ネコがかおを洗うワケ


*学園設定ですがこのシリーズだけ伊達が生徒、元親が教師となっています。
 尚、CPは変わらず伊達チカです。









 わざと押し込めるように政宗が腰をゆっくりと動かせば、目の前の股と腹の筋肉が目に見えて震え、顔の右半分を床に沈め両腕で覆った元親はまるで泣く直前の声を短く繰り返した。引きつった呼吸についていけない身体が、がくがくと揺すられるまま悲鳴をあげる。
 誤魔化しきれない熱を持った元親の下半身へ手を伸ばしたが、指が掠めるだけで背は跳ね、ぶわり、と白い肌に汗が浮かんだ。
「ね。顔、見せて」
「…いっ、やだよ。ものすっげぇ、ひどい自覚あるから…」
 どうにか指の間から対の目を覗かせて、元親が答えた。
 政宗は、抵抗する彼の腕を無理矢理捉えようとする。擦れる結合部からとろみのある白濁が元親の尻を伝って零れ、ふたりはほぼ同時にか細い息を吐いた。合わせた互いの額には流れるほど汗が滲んでいる。
 元親はいつものように、政宗の欠けた右目に鼻と頬をやさしく擦りつけた。病院や保健室でよく嗅ぐ消毒液と、なんとも例えにくいが汗が凝縮したような匂いがする。直接尋ねて確かめたことはないが、こんな振る舞いを許されているのは自分だけだろう。元親は、不快なのか心地良いのか、判別しがたい表情を浮かべる政宗の顔を、間近にしながら思った。熱いくらいの舌で右の目尻を舐めると、くく、とくすぐったげな笑いが漏れて聞こえる。
「元親。イく時、目閉じんなよ」
「無理言うなって…目ン玉飛び出たらどうする?」
 半ば真剣に訴えた元親を、少々横暴な年下の恋人は笑い飛ばした。
「そしたらめでたくお揃いだ」



 適当に身支度を済ませ、ゴミ箱に消えるティッシュの山。投げやりなフォームで政宗の手から離れた屑は、縁に何度か当たりながら底へと転がった。
 ナイッショ。ばしばし、と元親が大げさに拍手する。
 照れますなぁ。珍しく冗談に乗り、声援へ応えて腕を上げた政宗が、そのまま寝転がり元親の腿に頭を預けた。ずっと見上げてくるものだから、思わず乱れた髪を梳く。何故か、政宗と実家にいる愛猫の姿が被った。彼、“長老”は高齢猫で、縁側の日当たりが良い場所を陣取ってはずっと眠っているそうだ。抜け毛も目立つらしい。最後に抱いてから、6年は経つ。
 さっき、終わって抜きながら気が付いたんだけど。
 ピロートークにしてはあからさまな物言いだ。しかし、口にした政宗自身も元親も、そういった雰囲気を積極的に重んじる性分ではなかった。
「すっげ色っぽく顔歪めるよな。突っ込むときもそうなの?」
「知らね。…そんなに見たいなら、尻貸せよ」
「だよなぁ。それが一番確実だもんな」
 てっきり即答で断られると思っていた元親は目を丸くし、沈黙してしまう。言外に含まれた意味を察した政宗が、伸ばした足の爪先を揺らした。
「本気で抵抗されて、嫌がられたなら俺が尻を出すのもやむなし。…なんて考えてたけど、今はナシ」
 髪を撫でる元親の手を取り、その内の一本、人差し指をひと舐めする。
「アンタの中が最高」
 だからもう一回。
 身体を反転させ、全体重を掛けられるといくら体格の恵まれた元親でも背を付けるしかない。乗り上げてくる政宗の、ごそごそとまさぐる手つきにうっかり息を張りつめた。

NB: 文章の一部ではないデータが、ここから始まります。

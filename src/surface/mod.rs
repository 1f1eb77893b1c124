//! The editing canvas: background bitmap, elements, history and repaint state.
//!
//! Every user-facing mutation here follows the same order: capture a
//! [`Memento`] of the state it is about to change, record it, then mutate and
//! invalidate. Undo and redo hand the surface to [`Memento::restore`], which
//! uses the crate-internal accessors at the bottom of this file.

mod background;
mod interaction;
mod shared;

use egui::{Pos2, Rect, Vec2};
use image::{RgbaImage, imageops};
use log::{debug, info, warn};

use crate::canvas::{Canvas, CompositingMode};
use crate::config::EditorConfig;
use crate::element::{ContainerId, DrawableContainer, DrawableContainerList, Geometry};
use crate::error::{EditorError, EditorResult};
use crate::event::{EditorEvent, EventBus, EventHandler, SubscriptionId};
use crate::field::{FieldOwner, FieldSet, FieldType, FieldValue};
use crate::filter::{Filter, RenderMode};
use crate::geometry::{DirtyRegion, Matrix, PixelRect};
use crate::memento::{Memento, RemovedContainer, UndoHistory};

pub use background::RotateDirection;
pub use interaction::DrawingMode;
pub use shared::{RenderSnapshot, SharedSurface};

use interaction::Gesture;

pub struct Surface {
    background: RgbaImage,
    elements: DrawableContainerList,
    history: UndoHistory,
    config: EditorConfig,
    events: EventBus,
    dirty: DirtyRegion,
    /// Composited edit-mode bitmap, brought up to date by [`Surface::repaint`]
    display: Canvas,
    modified: bool,
    drawing_mode: Option<DrawingMode>,
    gesture: Gesture,
}

impl std::fmt::Debug for Surface {
    fn fmt(&self, f: &mut std::fmt::Formatter<'_>) -> std::fmt::Result {
        f.debug_struct("Surface")
            .field("size", &(self.background.width(), self.background.height()))
            .field("elements", &self.elements.len())
            .field("undo", &self.history.undo_len())
            .field("redo", &self.history.redo_len())
            .field("modified", &self.modified)
            .finish()
    }
}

 お揃いよりも、俺ので良かったらあげたいんだけどな。ものすごい形相で怒って、戻されるのがオチだろう。
 記憶の中の長老が、でかい欠伸をしながら鳴く。















(2007/02/09)
タイトルに深い意味はありません。ただの語感です。
無性にムラムラしたのでえっちぃの書こうかと思ったら途中で恥ずかしくなったんですって!
長く貼っていた絆創膏を剥がした時の匂い(そんな嫌いじゃない)と、長曾我部一家のネーミングセンスを思いついたら止まりませんでした。